Key Factors for Ponds
  • Site Selection

    • Selecting a suitable site for your pond is important. Preliminary studies of any site are needed before making a final decision on a specific site. If you are considering more than one location, study each one in order to select the most practical and economical site on which to build.

    • For ponds where surface runoff is the main source of water, an ideal site would be one where an earthen dam could be constructed between two moderately steep slopes and where the reservoir is wide and flat. Avoid sites where the pond area would have large shallow areas. Such areas pose problems resulting in plant growth and evaporation losses. 

  • Watershed Area

    • The size of a watershed, the area that drains into a pond, is very important in site selection.

    • If the watershed is too large, you may have difficulty in preventing erosion and an expensive overflow structure will be needed to bypass excess runoff. 

    • If the watershed is too small, runoff may not be adequate to fill and keep the pond full. 

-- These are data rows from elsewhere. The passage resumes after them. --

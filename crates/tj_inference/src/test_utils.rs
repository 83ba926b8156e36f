use chrono::{TimeZone, Utc};
use tj_core::ContentItem;
use url::Url;

/// Three articles following one story, oldest first.
pub fn story() -> Vec<ContentItem> {
    [
        (1, "AI Breakthrough: New Model Shows Human-Like Understanding", "Sarah Chen"),
        (2, "AI Ethics Board Raises Concerns Over New Model", "Michael Roberts"),
        (3, "Industry Leaders Respond to AI Breakthrough", "David Kim"),
    ]
    .into_iter()
    .map(|(day, title, author)| ContentItem {
        title: title.to_string(),
        category: "Technology".to_string(),
        published_at: Utc.with_ymd_and_hms(2024, 3, day, 9, 0, 0).unwrap(),
        author: author.to_string(),
        image_url: None,
        summary: format!("{}. More details follow. Experts weigh in.", title),
        source_name: "Tech Insights Daily".to_string(),
        source_url: Url::parse(&format!("https://techinsights.example.com/{}", day)).unwrap(),
    })
    .collect()
}
use std::collections::BTreeSet;
use std::fmt;
use std::hash::{Hash, Hasher};

use chrono::{DateTime, Utc};
use serde::{Deserialize, Serialize};
use url::Url;
use uuid::Uuid;

use crate::identity::identify;

/// Identifier derived from an item's title, source and publication time.
#[derive(Debug, Clone, Copy, PartialEq, Eq, Hash, PartialOrd, Ord, Serialize, Deserialize)]
#[serde(transparent)]
pub struct ItemId(Uuid);

impl ItemId {
    pub fn as_uuid(&self) -> &Uuid {
        &self.0
    }
}

impl From<Uuid> for ItemId {
    fn from(uuid: Uuid) -> Self {
        Self(uuid)
    }
}

impl fmt::Display for ItemId {
    fn fmt(&self, f: &mut fmt::Formatter<'_>) -> fmt::Result {
        self.0.fmt(f)
    }
}

/// One feed entry. Immutable once fetched; equality goes through [`ItemId`].
#[derive(Debug, Clone, Serialize, Deserialize)]
pub struct ContentItem {
    pub title: String,
    pub category: String,
    #[serde(rename = "date")]
    pub published_at: DateTime<Utc>,
    pub author: String,
    #[serde(default)]
    pub image_url: Option<Url>,
    pub summary: String,
    pub source_name: String,
    pub source_url: Url,
}

impl ContentItem {
    pub fn id(&self) -> ItemId {
        identify(self)
    }
}

impl PartialEq for ContentItem {
    fn eq(&self, other: &Self) -> bool {
        self.id() == other.id()
    }
}

impl Eq for ContentItem {}

impl Hash for ContentItem {
    fn hash<H: Hasher>(&self, state: &mut H) {
        self.id().hash(state);
    }
}

#[derive(Debug, Clone, Copy, PartialEq, Eq, Default, Serialize, Deserialize)]
pub enum Theme {
    #[default]
    System,
    Light,
    Dark,
}

impl std::str::FromStr for Theme {
    type Err = String;

    fn from_str(s: &str) -> std::result::Result<Self, Self::Err> {
        match s.to_ascii_lowercase().as_str() {
            "system" => Ok(Theme::System),
            "light" => Ok(Theme::Light),
            "dark" => Ok(Theme::Dark),
            other => Err(format!("Unknown theme: {}", other)),
        }
    }
}

#[derive(Debug, Clone, PartialEq, Serialize, Deserialize)]
pub struct Preferences {
    #[serde(default = "default_notifications")]
    pub notifications_enabled: bool,
    #[serde(default)]
    pub theme: Theme,
    #[serde(default = "default_text_size")]
    pub text_size: f64,
    #[serde(default)]
    pub selected_categories: BTreeSet<String>,
}

fn default_notifications() -> bool {
    true
}

fn default_text_size() -> f64 {
    1.0
}

impl Default for Preferences {
    fn default() -> Self {
        Self {
            notifications_enabled: default_notifications(),
            theme: Theme::default(),
            text_size: default_text_size(),
            selected_categories: BTreeSet::new(),
        }
    }
}

/// What the external sign-in flow hands back. Only `user_id` is used as a key.
#[derive(Debug, Clone, PartialEq, Eq, Serialize, Deserialize)]
pub struct UserIdentity {
    pub user_id: String,
    pub name: Option<String>,
    pub email: Option<String>,
}

impl UserIdentity {
    pub fn new(user_id: impl Into<String>) -> Self {
        Self {
            user_id: user_id.into(),
            name: None,
            email: None,
        }
    }
}
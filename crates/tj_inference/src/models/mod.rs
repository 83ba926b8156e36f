use std::sync::Arc;

use tj_core::{Annotator, Error, Result};

use crate::InferenceConfig;

pub mod client;
pub mod dummy;

pub use client::AnnotationClient;
pub use dummy::DummyAnnotator;

/// Build the annotator named by `config.model`: `grok` (HTTP) or `dummy`.
pub fn create_annotator(config: &InferenceConfig) -> Result<Arc<dyn Annotator>> {
    match config.model.to_ascii_lowercase().as_str() {
        "grok" | "remote" => Ok(Arc::new(AnnotationClient::new(config)?)),
        "dummy" | "offline" => Ok(Arc::new(DummyAnnotator)),
        other => Err(Error::Config(format!("Unknown inference model: {}", other))),
    }
}
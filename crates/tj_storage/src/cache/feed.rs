//! Paginated, deduplicated feed.
//!
//! The cursor only moves after a page comes back successfully, so a failed
//! fetch is retried from the same page on the next call. An empty page is the
//! only exhaustion signal; the gateway never reports a total.

use std::collections::HashSet;
use std::sync::{Arc, RwLock};

use tj_core::{ContentItem, DataGateway, Error, ItemId};
use tracing::{debug, info, warn};

use crate::{read_state, write_state};

/// Categories offered by the feed filter. `All` disables filtering.
pub const CATEGORIES: &[&str] = &["All", "Technology", "Business", "Science", "Politics"];

#[derive(Debug, Clone)]
pub struct FeedState {
    pub items: Vec<ContentItem>,
    /// Next page to request, starting at 1.
    pub page: u32,
    pub has_more: bool,
    pub loading: bool,
    pub error: Option<Error>,
    pub category: Option<String>,
}

impl Default for FeedState {
    fn default() -> Self {
        Self {
            items: Vec::new(),
            page: 1,
            has_more: true,
            loading: false,
            error: None,
            category: None,
        }
    }
}

pub struct FeedCache {
    gateway: Arc<dyn DataGateway>,
    state: RwLock<FeedState>,
    ids: RwLock<HashSet<ItemId>>,
}

// Clears the loading flag even if the fetch future is dropped mid-flight.
struct InFlight<'a>(&'a RwLock<FeedState>);

impl Drop for InFlight<'_> {
    fn drop(&mut self) {
        write_state(self.0).loading = false;
    }
}

impl FeedCache {
    pub fn new(gateway: Arc<dyn DataGateway>) -> Self {
        Self {
            gateway,
            state: RwLock::new(FeedState::default()),
            ids: RwLock::new(HashSet::new()),
        }
    }

    pub fn categories(&self) -> &'static [&'static str] {
        CATEGORIES
    }

    /// Fetch the next page, or page 1 when `refresh` is set.
    ///
    /// A call made while another fetch is in flight returns without touching
    /// the gateway. Failures are recorded in [`FeedCache::error`].
    pub async fn fetch_page(&self, category: Option<&str>, refresh: bool) {
        let page = {
            let mut state = write_state(&self.state);
            if state.loading {
                debug!("Feed fetch already in flight, skipping");
                return;
            }
            if !refresh && !state.has_more {
                debug!("Feed exhausted at page {}", state.page);
                return;
            }
            state.loading = true;
            if refresh {
                1
            } else {
                state.page
            }
        };
        let _in_flight = InFlight(&self.state);

        debug!("Fetching feed page {} (category: {:?})", page, category);
        let result = self.gateway.list_items(category, page).await;

        let mut state = write_state(&self.state);
        let mut ids = write_state(&self.ids);
        match result {
            Ok(items) => {
                let received = items.len();
                if refresh {
                    state.items.clear();
                    ids.clear();
                }
                for item in items {
                    if ids.insert(item.id()) {
                        state.items.push(item);
                    }
                }
                state.page = page + 1;
                state.has_more = received > 0;
                state.category = category.map(str::to_string);
                info!(
                    "📰 Feed page {} loaded: {} items ({} cached)",
                    page,
                    received,
                    state.items.len()
                );
            }
            Err(e) => {
                warn!("Failed to fetch feed page {}: {}", page, e);
                state.error = Some(e);
            }
        }
    }

    pub fn clear_error(&self) {
        write_state(&self.state).error = None;
    }

    pub fn items(&self) -> Vec<ContentItem> {
        read_state(&self.state).items.clone()
    }

    pub fn page(&self) -> u32 {
        read_state(&self.state).page
    }

    pub fn has_more(&self) -> bool {
        read_state(&self.state).has_more
    }

    pub fn is_loading(&self) -> bool {
        read_state(&self.state).loading
    }

    pub fn error(&self) -> Option<Error> {
        read_state(&self.state).error.clone()
    }

    pub fn snapshot(&self) -> FeedState {
        read_state(&self.state).clone()
    }
}
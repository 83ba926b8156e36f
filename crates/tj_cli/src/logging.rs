use std::sync::Once;

use tracing_subscriber::EnvFilter;

static INIT: Once = Once::new();

/// Install the global subscriber. `RUST_LOG` overrides the default `info`.
pub fn init_logging() {
    if tracing::dispatcher::has_been_set() {
        return;
    }
    INIT.call_once(|| {
        let filter = EnvFilter::try_from_default_env().unwrap_or_else(|_| EnvFilter::new("info"));
        tracing_subscriber::fmt()
            .with_env_filter(filter)
            .with_writer(std::io::stderr)
            .init();
    });
}
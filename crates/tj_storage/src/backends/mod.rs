pub mod memory;

#[cfg(feature = "postgrest")]
pub mod postgrest;

pub use memory::InMemoryGateway;

#[cfg(feature = "postgrest")]
pub use postgrest::{PostgrestConfig, PostgrestGateway};
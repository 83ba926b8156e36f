pub mod feed;
pub mod reading_list;

pub use feed::{FeedCache, FeedState};
pub use reading_list::{ReadingListCache, ReadingListState};
use std::collections::VecDeque;
use std::sync::atomic::{AtomicUsize, Ordering};
use std::sync::{Arc, Mutex};

use async_trait::async_trait;
use chrono::{Duration, TimeZone, Utc};
use tj_core::{ContentItem, DataGateway, Error, ItemId, Preferences, Result};
use tokio::sync::Notify;
use url::Url;

/// `count` items numbered from `start`, newest first.
pub fn numbered_items(start: usize, count: usize) -> Vec<ContentItem> {
    let base = Utc.with_ymd_and_hms(2024, 6, 1, 12, 0, 0).unwrap();
    (start..start + count)
        .map(|n| ContentItem {
            title: format!("Story {}", n),
            category: "Technology".to_string(),
            published_at: base - Duration::minutes(n as i64),
            author: "Reporter".to_string(),
            image_url: None,
            summary: format!("Summary of story {}", n),
            source_name: "Wire".to_string(),
            source_url: Url::parse(&format!("https://wire.example.com/{}", n)).unwrap(),
        })
        .collect()
}

/// Gateway whose answers are queued up front by the test.
#[derive(Default)]
pub struct ScriptedGateway {
    pages: Mutex<VecDeque<Result<Vec<ContentItem>>>>,
    requested_pages: Mutex<Vec<u32>>,
    saved: Mutex<Vec<ContentItem>>,
    saved_error: Mutex<Option<Error>>,
    insert_error: Mutex<Option<Error>>,
    delete_error: Mutex<Option<Error>>,
    preferences_error: Mutex<Option<Error>>,
    mutation_calls: AtomicUsize,
    saved_calls: AtomicUsize,
    gate: Option<Arc<Notify>>,
    saved_gate: Option<Arc<Notify>>,
    pub entered: Notify,
}

impl ScriptedGateway {
    pub fn new() -> Self {
        Self::default()
    }

    pub fn with_pages(self, pages: Vec<Result<Vec<ContentItem>>>) -> Self {
        *self.pages.lock().unwrap() = pages.into();
        self
    }

    pub fn with_saved(self, saved: Vec<ContentItem>) -> Self {
        *self.saved.lock().unwrap() = saved;
        self
    }

    /// `list_items` signals `entered`, then waits on the returned handle.
    pub fn gated(mut self) -> (Self, Arc<Notify>) {
        let gate = Arc::new(Notify::new());
        self.gate = Some(gate.clone());
        (self, gate)
    }

    /// `list_saved` snapshots the saved items, signals `entered`, then waits
    /// on the returned handle.
    pub fn gated_saved(mut self) -> (Self, Arc<Notify>) {
        let gate = Arc::new(Notify::new());
        self.saved_gate = Some(gate.clone());
        (self, gate)
    }

    pub fn fail_list_saved(&self, err: Error) {
        *self.saved_error.lock().unwrap() = Some(err);
    }

    pub fn fail_insert(&self, err: Error) {
        *self.insert_error.lock().unwrap() = Some(err);
    }

    pub fn fail_delete(&self, err: Error) {
        *self.delete_error.lock().unwrap() = Some(err);
    }

    pub fn fail_preferences(&self, err: Error) {
        *self.preferences_error.lock().unwrap() = Some(err);
    }

    pub fn requested_pages(&self) -> Vec<u32> {
        self.requested_pages.lock().unwrap().clone()
    }

    pub fn list_calls(&self) -> usize {
        self.requested_pages.lock().unwrap().len()
    }

    pub fn saved_calls(&self) -> usize {
        self.saved_calls.load(Ordering::SeqCst)
    }

    pub fn mutation_calls(&self) -> usize {
        self.mutation_calls.load(Ordering::SeqCst)
    }
}

#[async_trait]
impl DataGateway for ScriptedGateway {
    async fn list_items(&self, _category: Option<&str>, page: u32) -> Result<Vec<ContentItem>> {
        self.requested_pages.lock().unwrap().push(page);
        if let Some(gate) = &self.gate {
            self.entered.notify_one();
            gate.notified().await;
        }
        self.pages.lock().unwrap().pop_front().unwrap_or_else(|| Ok(Vec::new()))
    }

    async fn insert_saved(&self, item: &ContentItem, _user_id: &str) -> Result<()> {
        self.mutation_calls.fetch_add(1, Ordering::SeqCst);
        if let Some(err) = self.insert_error.lock().unwrap().take() {
            return Err(err);
        }
        let mut saved = self.saved.lock().unwrap();
        if !saved.contains(item) {
            saved.insert(0, item.clone());
        }
        Ok(())
    }

    async fn delete_saved(&self, item_id: &ItemId, _user_id: &str) -> Result<()> {
        self.mutation_calls.fetch_add(1, Ordering::SeqCst);
        if let Some(err) = self.delete_error.lock().unwrap().take() {
            return Err(err);
        }
        self.saved.lock().unwrap().retain(|s| s.id() != *item_id);
        Ok(())
    }

    async fn list_saved(&self, _user_id: &str) -> Result<Vec<ContentItem>> {
        self.saved_calls.fetch_add(1, Ordering::SeqCst);
        if let Some(err) = self.saved_error.lock().unwrap().take() {
            return Err(err);
        }
        let snapshot = self.saved.lock().unwrap().clone();
        if let Some(gate) = &self.saved_gate {
            self.entered.notify_one();
            gate.notified().await;
        }
        Ok(snapshot)
    }

    async fn get_preferences(&self, _user_id: &str) -> Result<Preferences> {
        if let Some(err) = self.preferences_error.lock().unwrap().take() {
            return Err(err);
        }
        Ok(Preferences::default())
    }

    async fn set_preferences(&self, _preferences: &Preferences, _user_id: &str) -> Result<()> {
        self.mutation_calls.fetch_add(1, Ordering::SeqCst);
        if let Some(err) = self.preferences_error.lock().unwrap().take() {
            return Err(err);
        }
        Ok(())
    }
}
use anyhow::{anyhow, bail, Result};
use tj_core::{ContentItem, Preferences};
use tj_inference::{create_annotator, AnalysisOrchestrator, AnalysisSnapshot, AnalysisState, InferenceConfig};
use tj_storage::Session;
use tracing::info;

use crate::Commands;

pub async fn run(command: Commands, session: &Session, inference: &InferenceConfig) -> Result<()> {
    match command {
        Commands::Feed {
            category,
            pages,
            refresh,
        } => {
            for page in 0..pages.max(1) {
                session
                    .feed()
                    .fetch_page(category.as_deref(), refresh && page == 0)
                    .await;
                if !session.feed().has_more() || session.feed().error().is_some() {
                    break;
                }
            }
            if let Some(err) = session.feed().error() {
                eprintln!("⚠️ {}", err);
            }
            print_items(&session.feed().items(), session);
        }
        Commands::Categories => {
            for category in session.feed().categories() {
                println!("{}", category);
            }
        }
        Commands::Saved => {
            require_user(session)?;
            print_items(&session.reading_list().items(), session);
        }
        Commands::Save { index, category } => {
            let item = feed_item(session, category.as_deref(), index).await?;
            session.save(&item).await?;
            check(session.reading_list().error())?;
            println!("🔖 Saved \"{}\"", item.title);
        }
        Commands::Unsave { index } => {
            require_user(session)?;
            let item = pick(&session.reading_list().items(), index)?;
            session.remove(&item).await?;
            check(session.reading_list().error())?;
            println!("🗑️ Removed \"{}\"", item.title);
        }
        Commands::Analyze { index, category, story } => {
            let item = feed_item(session, category.as_deref(), index).await?;
            let annotator = create_annotator(inference)?;
            info!("🧠 Using {} annotator", annotator.name());
            let orchestrator = AnalysisOrchestrator::new(annotator);

            let snapshot = if story {
                orchestrator.analyze_story(&story_for(&item, &session.feed().items())).await
            } else {
                orchestrator.analyze(&item).await
            };
            let snapshot = snapshot.ok_or_else(|| anyhow!("Analysis was superseded"))?;
            print_analysis(&item, &snapshot)?;
        }
        Commands::Related { index, category } => {
            let item = feed_item(session, category.as_deref(), index).await?;
            let candidates: Vec<ContentItem> = session
                .feed()
                .items()
                .into_iter()
                .filter(|candidate| candidate.id() != item.id())
                .collect();
            let annotator = create_annotator(inference)?;
            let mut related = annotator.find_related(&item, &candidates).await?;
            related.sort_by(|a, b| b.score.total_cmp(&a.score));
            for entry in related {
                println!("{:>5.2}  {}", entry.score, entry.item.title);
            }
        }
        Commands::Prefs {
            theme,
            text_size,
            notifications,
            categories,
        } => {
            require_user(session)?;
            let current = session.preferences().unwrap_or_default();
            let updated = Preferences {
                theme: theme.unwrap_or(current.theme),
                text_size: text_size.unwrap_or(current.text_size),
                notifications_enabled: notifications.unwrap_or(current.notifications_enabled),
                selected_categories: if categories.is_empty() {
                    current.selected_categories.clone()
                } else {
                    categories.into_iter().collect()
                },
            };
            if updated != current {
                session.update_preferences(updated).await?;
                info!("⚙️ Preferences updated");
            }
            let prefs = session.preferences().unwrap_or_default();
            println!("theme:         {:?}", prefs.theme);
            println!("text size:     {}", prefs.text_size);
            println!("notifications: {}", prefs.notifications_enabled);
            let categories: Vec<&str> = prefs.selected_categories.iter().map(String::as_str).collect();
            println!("categories:    {}", categories.join(", "));
        }
    }
    Ok(())
}

fn require_user(session: &Session) -> Result<()> {
    session.user_id()?;
    Ok(())
}

fn check(error: Option<tj_core::Error>) -> Result<()> {
    match error {
        Some(err) => Err(err.into()),
        None => Ok(()),
    }
}

fn pick(items: &[ContentItem], index: usize) -> Result<ContentItem> {
    index
        .checked_sub(1)
        .and_then(|i| items.get(i))
        .cloned()
        .ok_or_else(|| anyhow!("No item at position {} ({} available)", index, items.len()))
}

/// Items are addressed by their position in the first feed page.
async fn feed_item(session: &Session, category: Option<&str>, index: usize) -> Result<ContentItem> {
    session.feed().fetch_page(category, true).await;
    check(session.feed().error())?;
    pick(&session.feed().items(), index)
}

/// Loaded items from the same source as `item`, oldest first.
fn story_for(item: &ContentItem, items: &[ContentItem]) -> Vec<ContentItem> {
    let mut story: Vec<ContentItem> = items
        .iter()
        .filter(|candidate| candidate.source_name == item.source_name && candidate.published_at <= item.published_at)
        .cloned()
        .collect();
    story.sort_by_key(|candidate| candidate.published_at);
    story
}

fn print_items(items: &[ContentItem], session: &Session) {
    if items.is_empty() {
        println!("No items");
        return;
    }
    for (i, item) in items.iter().enumerate() {
        let marker = if session.reading_list().contains(&item.id()) { "🔖" } else { "  " };
        println!(
            "{:>3}. {} {}  [{}] {} ({})",
            i + 1,
            marker,
            item.published_at.format("%Y-%m-%d"),
            item.category,
            item.title,
            item.source_name
        );
    }
}

fn print_analysis(item: &ContentItem, snapshot: &AnalysisSnapshot) -> Result<()> {
    let results = match &snapshot.state {
        AnalysisState::Complete(results) => results,
        AnalysisState::Failed(err) => bail!("Analysis failed: {}", err),
        state => bail!("Analysis did not finish: {:?}", state),
    };

    println!("{}\n", item.title);
    println!(
        "Bias: {:+.2} ({:?}, {:.0}% confidence)",
        results.bias.level,
        results.bias.leaning(),
        results.bias.confidence * 100.0
    );
    println!("  {}\n", results.bias.reasoning);
    println!("Summary:\n  {}\n", results.summary.text);
    println!("Story trajectory ({:.0}% confidence):", results.trajectory.confidence * 100.0);
    for step in &results.trajectory.evolution {
        println!("  • {}", step);
    }
    if !results.trajectory.perspective_shifts.is_empty() {
        println!("Perspective shifts:");
        for shift in &results.trajectory.perspective_shifts {
            println!("  • {}", shift);
        }
    }
    Ok(())
}

#[cfg(test)]
mod tests {
    use super::*;
    use std::sync::Arc;
    use tj_core::{Theme, UserIdentity};
    use tj_storage::backends::memory::demo_items;
    use tj_storage::InMemoryGateway;

    fn offline() -> InferenceConfig {
        InferenceConfig {
            model: "dummy".to_string(),
            ..InferenceConfig::default()
        }
    }

    async fn signed_in() -> Session {
        let session = Session::new(Arc::new(InMemoryGateway::with_demo_items()));
        session.sign_in(UserIdentity::new("user-1")).await.unwrap();
        session
    }

    #[test]
    fn test_pick_is_one_based() {
        let items = demo_items();
        assert_eq!(pick(&items, 1).unwrap(), items[0]);
        assert!(pick(&items, 0).is_err());
        assert!(pick(&items, 4).is_err());
    }

    #[test]
    fn test_story_for_keeps_earlier_items_in_order() {
        let items = demo_items();
        let newest = items.iter().max_by_key(|i| i.published_at).unwrap();
        let story = story_for(newest, &items);
        assert_eq!(story.len(), 3);
        assert!(story[0].published_at < story[2].published_at);
    }

    #[tokio::test]
    async fn test_save_and_unsave_commands() {
        let session = signed_in().await;
        run(Commands::Save { index: 1, category: None }, &session, &offline())
            .await
            .unwrap();
        assert_eq!(session.reading_list().items().len(), 1);

        run(Commands::Unsave { index: 1 }, &session, &offline()).await.unwrap();
        assert!(session.reading_list().items().is_empty());
    }

    #[tokio::test]
    async fn test_feed_refresh_restarts_exhausted_feed() {
        let session = signed_in().await;
        let feed = |pages, refresh| Commands::Feed {
            category: None,
            pages,
            refresh,
        };

        run(feed(2, false), &session, &offline()).await.unwrap();
        assert_eq!(session.feed().items().len(), 3);
        assert!(!session.feed().has_more());

        run(feed(1, false), &session, &offline()).await.unwrap();
        assert_eq!(session.feed().page(), 3);

        run(feed(1, true), &session, &offline()).await.unwrap();
        assert_eq!(session.feed().items().len(), 3);
        assert!(session.feed().has_more());
        assert_eq!(session.feed().page(), 2);
    }

    #[tokio::test]
    async fn test_save_requires_sign_in() {
        let session = Session::new(Arc::new(InMemoryGateway::with_demo_items()));
        let result = run(Commands::Save { index: 1, category: None }, &session, &offline()).await;
        assert!(result.is_err());
    }

    #[tokio::test]
    async fn test_analyze_command_offline() {
        let session = signed_in().await;
        let command = Commands::Analyze {
            index: 1,
            category: None,
            story: true,
        };
        run(command, &session, &offline()).await.unwrap();
    }

    #[tokio::test]
    async fn test_prefs_command_updates_preferences() {
        let session = signed_in().await;
        let command = Commands::Prefs {
            theme: Some(Theme::Light),
            text_size: None,
            notifications: Some(false),
            categories: vec!["Science".to_string()],
        };
        run(command, &session, &offline()).await.unwrap();

        let prefs = session.preferences().unwrap();
        assert_eq!(prefs.theme, Theme::Light);
        assert!(!prefs.notifications_enabled);
        assert!(prefs.selected_categories.contains("Science"));
    }
}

    • State laws do exist making the practice of diverting or changing a natural drainage course of water illegal. 

  • Soils

    • The engineering characteristics of the soils present play a major role in the construction of a pond. Suitability depends upon the ability of the oils in the pond area to hold water.

    • Sites where the soils are fine-textured clays or silty clays that extend well below the proposed pond depth are desirable.

    • Sites where soils are course-textured sands and gravels are generally unsatisfactory.

    • Outcroppings of rock or limestone usually are poor locations due to cracks and seeps which permit water to escape. 

  • Spillway Requirements

    • For most ponds, both a principal spillway and an emergency spillway are necessary. 

    • The principal spillway generally is a type of drop inlet or hooded inlet structure used to help maintain a consistent water level in a pond. 

    • Usually located at the end of fill, the emergency spillway allows water to flow freely through this bypass and not over the top of the dam. 

  • Design

    • Pond designs usually consist of a profile of the dam, location and size of the spillways, and measurement that provide an accurate estimate of the pond capacity. It should include elevations, dimensions, earthwork estimates, and building materials required. 

  • Construction

    • The foundation of the dam is among the most important components of pond construction. 

    • When placing the principal spillway through the fill, the materials around the pipe must be hand or mechanically tamped until it has 2ft of cover. 

    • Soon after construction, vegetative cover should be established on bare areas to prevent erosion from occurring. 

    • Complete fencing of areas on which embankment ponds are built is recommended if livestock graze or are fed in adjacent fields. 

  • Determining Your Pond's Area

    • Free pond sizing tool, click here.

    • This can be used to determine how large your pond is to help with fish purchases

  • Sealing Your Pond

    • Excessive seepage of a pond is usually due to a poor pond site or improper construction techniques. Methods available for sealing leaky ponds include: Bentonite, Chemical treatments, Waterproof liners. 

  • Aeration & Algae

    • Aeration systems can help reduce algae growth and improve water quality for the aquatic biota (fish 'n such). 


Pond Troubleshooting

Throughout the year, ponds can experience many problems. The Butler SWCD staff is available to consult county residents on how to manage pond stability, water chemistry, weed/algae growth, and constructing a new pond. Contact our office today to schedule an appointment and/or attend our annual pond clinic!

Water Gardens

Backyard water features can be enjoyable both for the homeowner and our natural neighbors. A key component to a healthy habitat is providing a clean water source; therefore they provide both serenity and an essential factor for living. Water gardens can be a "Do It Yourself" project or contracted. There are several creative features available for Water Gardens, so take your time researching the types of fish, plants, and waterfall aspects you'd like to include.